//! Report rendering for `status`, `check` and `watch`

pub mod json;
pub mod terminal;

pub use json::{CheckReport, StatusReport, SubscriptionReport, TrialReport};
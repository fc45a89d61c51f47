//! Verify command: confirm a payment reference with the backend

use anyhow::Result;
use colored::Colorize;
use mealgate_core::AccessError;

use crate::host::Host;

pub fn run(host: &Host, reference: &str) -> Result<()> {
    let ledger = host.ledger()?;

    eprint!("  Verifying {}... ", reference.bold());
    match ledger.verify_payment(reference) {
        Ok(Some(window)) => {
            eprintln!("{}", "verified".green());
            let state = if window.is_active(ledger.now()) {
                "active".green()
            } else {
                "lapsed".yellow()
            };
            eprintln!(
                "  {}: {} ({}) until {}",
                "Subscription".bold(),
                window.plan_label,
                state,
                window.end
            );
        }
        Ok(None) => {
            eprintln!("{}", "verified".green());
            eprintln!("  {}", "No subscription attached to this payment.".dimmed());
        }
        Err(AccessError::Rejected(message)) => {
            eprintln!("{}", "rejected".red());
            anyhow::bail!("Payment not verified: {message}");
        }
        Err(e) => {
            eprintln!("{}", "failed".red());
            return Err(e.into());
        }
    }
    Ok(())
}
==
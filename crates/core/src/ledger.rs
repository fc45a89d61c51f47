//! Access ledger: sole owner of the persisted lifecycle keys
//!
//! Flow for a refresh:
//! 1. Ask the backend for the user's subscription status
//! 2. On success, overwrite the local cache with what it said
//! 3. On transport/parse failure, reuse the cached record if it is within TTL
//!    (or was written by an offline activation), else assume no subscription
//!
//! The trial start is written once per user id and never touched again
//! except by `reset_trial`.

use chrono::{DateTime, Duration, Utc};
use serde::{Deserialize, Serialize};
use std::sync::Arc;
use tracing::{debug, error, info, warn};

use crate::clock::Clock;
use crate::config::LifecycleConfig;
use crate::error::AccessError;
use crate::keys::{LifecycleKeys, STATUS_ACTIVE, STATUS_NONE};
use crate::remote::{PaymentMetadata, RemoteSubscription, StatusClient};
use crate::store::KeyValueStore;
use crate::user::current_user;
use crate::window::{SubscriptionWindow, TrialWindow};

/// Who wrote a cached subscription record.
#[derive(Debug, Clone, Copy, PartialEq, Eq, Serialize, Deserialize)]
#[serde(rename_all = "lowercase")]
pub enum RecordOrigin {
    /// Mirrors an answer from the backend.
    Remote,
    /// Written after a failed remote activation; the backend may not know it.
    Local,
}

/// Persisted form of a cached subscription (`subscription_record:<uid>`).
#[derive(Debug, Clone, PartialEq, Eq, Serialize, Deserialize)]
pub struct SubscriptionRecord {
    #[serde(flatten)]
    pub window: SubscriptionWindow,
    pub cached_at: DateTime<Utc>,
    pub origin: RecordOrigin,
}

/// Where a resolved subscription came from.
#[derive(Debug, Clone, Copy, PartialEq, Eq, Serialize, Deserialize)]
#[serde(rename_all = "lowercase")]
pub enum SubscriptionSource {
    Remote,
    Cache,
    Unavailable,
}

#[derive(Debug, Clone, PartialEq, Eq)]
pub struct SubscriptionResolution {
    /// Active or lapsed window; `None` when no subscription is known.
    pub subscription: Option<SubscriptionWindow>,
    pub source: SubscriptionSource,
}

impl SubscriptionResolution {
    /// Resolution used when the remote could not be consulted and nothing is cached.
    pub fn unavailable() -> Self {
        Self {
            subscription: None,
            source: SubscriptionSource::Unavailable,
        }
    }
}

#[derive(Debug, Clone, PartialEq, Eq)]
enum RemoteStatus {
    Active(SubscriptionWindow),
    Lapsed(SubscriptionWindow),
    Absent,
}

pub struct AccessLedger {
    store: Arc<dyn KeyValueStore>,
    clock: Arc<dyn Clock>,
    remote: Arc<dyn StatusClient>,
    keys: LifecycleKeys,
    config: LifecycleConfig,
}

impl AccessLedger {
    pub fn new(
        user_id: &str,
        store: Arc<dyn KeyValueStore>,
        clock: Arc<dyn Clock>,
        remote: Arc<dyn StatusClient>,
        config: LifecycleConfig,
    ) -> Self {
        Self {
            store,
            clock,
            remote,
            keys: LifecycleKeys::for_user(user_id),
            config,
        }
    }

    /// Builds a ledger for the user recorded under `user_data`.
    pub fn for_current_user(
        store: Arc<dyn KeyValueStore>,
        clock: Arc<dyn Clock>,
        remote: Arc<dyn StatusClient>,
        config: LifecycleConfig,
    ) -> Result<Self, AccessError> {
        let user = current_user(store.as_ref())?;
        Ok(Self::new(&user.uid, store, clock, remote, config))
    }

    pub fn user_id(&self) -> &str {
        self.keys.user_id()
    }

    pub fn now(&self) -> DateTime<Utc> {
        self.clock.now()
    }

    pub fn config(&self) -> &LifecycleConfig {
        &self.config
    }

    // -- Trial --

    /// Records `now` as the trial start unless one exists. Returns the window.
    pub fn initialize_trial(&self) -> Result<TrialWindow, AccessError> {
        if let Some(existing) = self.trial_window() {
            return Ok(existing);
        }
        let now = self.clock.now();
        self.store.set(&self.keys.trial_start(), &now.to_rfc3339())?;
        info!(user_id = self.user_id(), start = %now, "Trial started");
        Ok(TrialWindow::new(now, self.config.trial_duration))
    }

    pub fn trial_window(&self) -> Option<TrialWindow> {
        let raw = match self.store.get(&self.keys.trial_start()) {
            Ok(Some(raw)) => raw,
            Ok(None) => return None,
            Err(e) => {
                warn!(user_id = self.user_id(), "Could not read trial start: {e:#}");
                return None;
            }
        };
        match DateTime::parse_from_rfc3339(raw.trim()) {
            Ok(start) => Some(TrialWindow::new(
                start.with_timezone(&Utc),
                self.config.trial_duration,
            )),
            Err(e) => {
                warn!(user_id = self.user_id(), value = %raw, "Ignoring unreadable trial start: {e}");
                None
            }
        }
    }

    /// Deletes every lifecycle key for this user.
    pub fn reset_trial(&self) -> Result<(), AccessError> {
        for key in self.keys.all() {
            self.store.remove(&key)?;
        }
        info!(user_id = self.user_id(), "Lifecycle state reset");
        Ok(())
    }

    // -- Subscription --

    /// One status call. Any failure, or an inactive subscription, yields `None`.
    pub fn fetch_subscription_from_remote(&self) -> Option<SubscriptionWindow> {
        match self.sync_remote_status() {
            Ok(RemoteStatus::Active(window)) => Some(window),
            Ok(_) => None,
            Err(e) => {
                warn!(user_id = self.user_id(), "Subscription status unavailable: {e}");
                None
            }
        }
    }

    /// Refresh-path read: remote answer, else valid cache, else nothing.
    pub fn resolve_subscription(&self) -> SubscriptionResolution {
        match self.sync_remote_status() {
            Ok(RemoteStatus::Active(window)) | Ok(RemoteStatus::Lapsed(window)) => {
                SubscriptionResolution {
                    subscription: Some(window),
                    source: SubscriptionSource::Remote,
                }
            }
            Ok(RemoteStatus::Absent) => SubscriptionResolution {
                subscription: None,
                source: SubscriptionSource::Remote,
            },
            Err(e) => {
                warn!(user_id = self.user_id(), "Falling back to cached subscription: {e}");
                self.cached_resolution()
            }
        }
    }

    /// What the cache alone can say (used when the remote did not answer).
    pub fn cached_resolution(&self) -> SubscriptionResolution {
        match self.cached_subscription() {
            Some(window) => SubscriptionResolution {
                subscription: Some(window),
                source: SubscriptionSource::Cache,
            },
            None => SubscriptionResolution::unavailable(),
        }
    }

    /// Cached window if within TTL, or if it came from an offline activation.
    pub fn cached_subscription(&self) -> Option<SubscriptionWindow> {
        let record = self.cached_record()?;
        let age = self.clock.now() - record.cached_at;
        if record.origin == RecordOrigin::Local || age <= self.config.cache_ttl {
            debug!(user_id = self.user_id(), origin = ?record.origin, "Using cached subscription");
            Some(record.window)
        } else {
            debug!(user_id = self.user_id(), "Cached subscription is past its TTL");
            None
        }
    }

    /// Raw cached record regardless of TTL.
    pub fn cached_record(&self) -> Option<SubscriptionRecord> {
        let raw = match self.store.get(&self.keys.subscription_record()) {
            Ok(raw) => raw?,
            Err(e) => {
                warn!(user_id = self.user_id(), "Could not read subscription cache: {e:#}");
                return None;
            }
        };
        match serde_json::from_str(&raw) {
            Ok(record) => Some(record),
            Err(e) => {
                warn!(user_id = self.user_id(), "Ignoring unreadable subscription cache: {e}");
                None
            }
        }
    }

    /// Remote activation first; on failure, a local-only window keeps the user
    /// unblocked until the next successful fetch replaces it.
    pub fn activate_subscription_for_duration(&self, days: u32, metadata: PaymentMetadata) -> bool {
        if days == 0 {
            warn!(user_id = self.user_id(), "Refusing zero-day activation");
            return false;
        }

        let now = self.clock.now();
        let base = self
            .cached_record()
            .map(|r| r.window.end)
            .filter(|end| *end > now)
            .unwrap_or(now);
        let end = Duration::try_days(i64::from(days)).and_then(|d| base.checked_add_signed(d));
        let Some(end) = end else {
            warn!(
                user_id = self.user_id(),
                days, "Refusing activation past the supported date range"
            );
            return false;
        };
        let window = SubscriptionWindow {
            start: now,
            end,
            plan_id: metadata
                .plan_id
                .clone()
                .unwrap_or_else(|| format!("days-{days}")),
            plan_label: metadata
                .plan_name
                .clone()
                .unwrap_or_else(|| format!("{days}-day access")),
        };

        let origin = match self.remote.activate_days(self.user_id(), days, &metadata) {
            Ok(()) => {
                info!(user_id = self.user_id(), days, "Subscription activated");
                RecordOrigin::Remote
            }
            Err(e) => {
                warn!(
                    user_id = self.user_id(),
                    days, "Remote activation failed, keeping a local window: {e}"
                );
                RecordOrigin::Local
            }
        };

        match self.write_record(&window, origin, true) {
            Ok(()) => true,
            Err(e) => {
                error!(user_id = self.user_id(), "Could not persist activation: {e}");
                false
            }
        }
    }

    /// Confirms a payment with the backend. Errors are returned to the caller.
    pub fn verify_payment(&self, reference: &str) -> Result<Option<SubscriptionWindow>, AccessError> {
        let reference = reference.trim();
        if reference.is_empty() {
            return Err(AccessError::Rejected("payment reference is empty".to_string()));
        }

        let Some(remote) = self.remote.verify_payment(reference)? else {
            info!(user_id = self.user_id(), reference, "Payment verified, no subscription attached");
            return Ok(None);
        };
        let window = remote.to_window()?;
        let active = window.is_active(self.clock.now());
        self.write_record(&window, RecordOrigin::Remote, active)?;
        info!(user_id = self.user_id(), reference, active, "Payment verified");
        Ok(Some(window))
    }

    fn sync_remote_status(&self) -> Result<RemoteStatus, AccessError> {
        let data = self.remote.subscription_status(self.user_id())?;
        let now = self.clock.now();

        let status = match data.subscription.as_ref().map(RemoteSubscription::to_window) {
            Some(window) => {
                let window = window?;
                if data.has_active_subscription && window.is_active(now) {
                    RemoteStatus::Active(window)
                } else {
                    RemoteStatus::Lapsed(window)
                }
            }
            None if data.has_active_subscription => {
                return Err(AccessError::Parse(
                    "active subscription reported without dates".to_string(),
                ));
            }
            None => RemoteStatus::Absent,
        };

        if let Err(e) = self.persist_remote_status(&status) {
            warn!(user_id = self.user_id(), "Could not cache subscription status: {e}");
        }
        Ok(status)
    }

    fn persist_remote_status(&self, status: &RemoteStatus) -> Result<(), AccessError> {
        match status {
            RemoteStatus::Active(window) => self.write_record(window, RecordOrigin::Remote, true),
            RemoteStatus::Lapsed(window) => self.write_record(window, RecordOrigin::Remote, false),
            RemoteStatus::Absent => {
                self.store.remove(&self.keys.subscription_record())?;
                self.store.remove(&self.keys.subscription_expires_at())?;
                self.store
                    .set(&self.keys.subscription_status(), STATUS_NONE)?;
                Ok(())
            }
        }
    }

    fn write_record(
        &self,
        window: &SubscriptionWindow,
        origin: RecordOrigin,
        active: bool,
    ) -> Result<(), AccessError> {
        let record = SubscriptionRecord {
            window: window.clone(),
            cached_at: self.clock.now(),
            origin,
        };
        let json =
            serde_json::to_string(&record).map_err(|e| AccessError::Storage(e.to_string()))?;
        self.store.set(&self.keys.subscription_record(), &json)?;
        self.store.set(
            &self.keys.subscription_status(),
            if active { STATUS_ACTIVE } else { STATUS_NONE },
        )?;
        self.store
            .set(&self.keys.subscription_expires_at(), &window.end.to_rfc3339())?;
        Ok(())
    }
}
* * *
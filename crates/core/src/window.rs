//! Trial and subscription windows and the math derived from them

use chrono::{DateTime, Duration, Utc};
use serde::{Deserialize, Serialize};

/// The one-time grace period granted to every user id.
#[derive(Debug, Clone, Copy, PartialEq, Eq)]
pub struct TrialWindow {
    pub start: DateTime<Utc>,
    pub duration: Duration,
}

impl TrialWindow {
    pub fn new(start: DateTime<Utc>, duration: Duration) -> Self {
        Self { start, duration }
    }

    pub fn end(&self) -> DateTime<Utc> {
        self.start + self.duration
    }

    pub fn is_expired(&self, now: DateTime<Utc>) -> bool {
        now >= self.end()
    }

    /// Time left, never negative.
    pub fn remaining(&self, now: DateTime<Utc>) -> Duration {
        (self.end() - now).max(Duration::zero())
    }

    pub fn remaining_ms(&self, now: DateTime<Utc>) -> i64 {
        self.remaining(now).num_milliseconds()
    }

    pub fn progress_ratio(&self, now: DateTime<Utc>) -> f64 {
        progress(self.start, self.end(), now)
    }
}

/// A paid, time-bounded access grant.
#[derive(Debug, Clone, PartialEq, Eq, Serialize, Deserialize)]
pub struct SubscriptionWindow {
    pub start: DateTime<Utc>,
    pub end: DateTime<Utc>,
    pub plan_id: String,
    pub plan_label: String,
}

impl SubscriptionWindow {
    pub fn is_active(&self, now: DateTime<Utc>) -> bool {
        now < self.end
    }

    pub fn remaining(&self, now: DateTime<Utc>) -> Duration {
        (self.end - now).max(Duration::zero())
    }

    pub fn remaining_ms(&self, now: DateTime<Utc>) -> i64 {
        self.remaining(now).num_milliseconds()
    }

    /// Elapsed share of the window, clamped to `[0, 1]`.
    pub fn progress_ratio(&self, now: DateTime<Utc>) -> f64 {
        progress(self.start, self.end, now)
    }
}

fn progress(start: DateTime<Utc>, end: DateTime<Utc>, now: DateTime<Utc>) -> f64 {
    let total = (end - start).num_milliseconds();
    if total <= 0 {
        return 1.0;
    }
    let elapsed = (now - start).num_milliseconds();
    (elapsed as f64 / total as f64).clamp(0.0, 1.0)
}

→ **Problem statement**
Return each line of the listing that holds the word "TrialWindow".

→ **Output of the task**
use crate::window::{SubscriptionWindow, TrialWindow};
    pub fn initialize_trial(&self) -> Result<TrialWindow, AccessError> {
        Ok(TrialWindow::new(now, self.config.trial_duration))
    pub fn trial_window(&self) -> Option<TrialWindow> {
            Ok(start) => Some(TrialWindow::new(
pub struct TrialWindow {
impl TrialWindow {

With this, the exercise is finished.